La "Alianza para el progreso", impulsada hace 60 años por el presidente estadounidense, John F. Kennedy, con el fin de contrarrestar la influencia de la Revolución Cubana en América Latina, consistía en un plan económico, social y político para combatir la pobreza en la región que finalmente no se hizo efectivo tras el asesinato del mandatario en noviembre de 1963.

El 13 de marzo de 1961, Kennedy dio un discurso en la Casa Blanca con proyecciones de liderazgo continental, en el que definía toda su estrategia con respecto a América Latina, donde pensaba destinar unos 20.000 millones de dólares.
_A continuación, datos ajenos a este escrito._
pub mod catalog;
pub mod decoders;
pub mod error;
pub mod models;
pub mod notifications;
pub mod parsing;

pub use decoders::{decode_transaction, Decode};
pub use error::DecodeError;
pub use notifications::{decode_notification, Notification, NotificationDispatcher, NotificationKind};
En la reunión del Consejo Interamericano Económico y Social de la Organización de Estados Americanos (OEA), realizada en agosto de 1961 en Punta del Este, Uruguay, el programa fue aceptado por todos los países latinoamericanos, con excepción de Cuba.

"Hemos denunciado a la ´Alianza para el Progreso´ como un vehículo destinado a separar al pueblo de Cuba de los otros pueblos de América, a esterilizar el ejemplo de la Revolución Cubana y, después, a domesticar a los otros pueblos de acuerdo con las indicaciones del imperialismo", dijo el comandante Ernesto "Che" Guevara, quien participó del encuentro como delegado del Gobierno cubano.

Ese mismo año, entre el 15 y 19 de abril de 1961, Cuba rechazaría la invasión de Bahía de Cochinos, también llamada Playa Girón, realizada por tropas de cubanos exiliados con el apoyo del Gobierno de Estados Unidos.

El discurso de Kennedy en la Casa Blanca, pronunciado ante varios embajadores latinoamericanos, fue transmitido por la Voz de América en inglés y traducido al castellano.

El mandatario demócrata señaló entonces que hace 139 años el libertador venezolano Simón "Bolívar expresó su deseo de ver a las Américas convertidas en la más grande región del mundo, grande no tanto en virtud de su extensión y riqueza, sino por su libertad y su gloria".

"Sin embargo, en este momento de máxima oportunidad, enfrentamos las mismas fuerzas que han amenazado a América a través de su historia, las fuerzas extrañas que una vez más intentan imponer los despotismos del Viejo Mundo a los pueblos del Nuevo", dijo Kennedy.

El presidente estadounidense también advirtió que "a través de América Latina, continente rico en recursos y en las realizaciones espirituales y culturales de su pueblo, millones de hombres y mujeres sufren a diario la degradación del hambre y la pobreza".

En otro tramo de su mensaje, el mandatario convocó a todos los pueblos del hemisferio para que se unan "en una Alianza para el Progreso, en un vasto esfuerzo de cooperación, sin paralelo en su magnitud y en la nobleza de sus propósitos, a fin de satisfacer las necesidades fundamentales de los pueblos de América, las necesidades fundamentales de techo, trabajo y tierra, salud y escuelas".

Para concretar este medida, Kennedy propuso un plan de diez años para las Américas, destinado a transformar a 1960 en una década de "progreso democrático".

"Estos diez años serán los años de máximo esfuerzo, los años en que deberán superarse los más grandes obstáculos, los años en que será mayor la necesidad de apoyo y respaldo", señaló el mandatario.

Aunque se proyectó una inversión de 20.000 millones de dólares, las fuentes de financiación de la "Alianza para el progreso" serían las agencias financieras multilaterales (Banco Interamericano de Desarrollo -BID- y otros entes).

Proponía, además, erradicar el analfabetismo y promover la iniciativa privada y la estabilidad de los precios, tanto internos como de exportación, entre otras medidas económicas.

Pero cuando Kennedy fue asesinado en Dallas, Texas, el 22 de noviembre de 1963, sus sucesores limitaron la ayuda estadounidense a América Latina, prefiriendo la firma de acuerdos bilaterales en los que primaba la cooperación militar.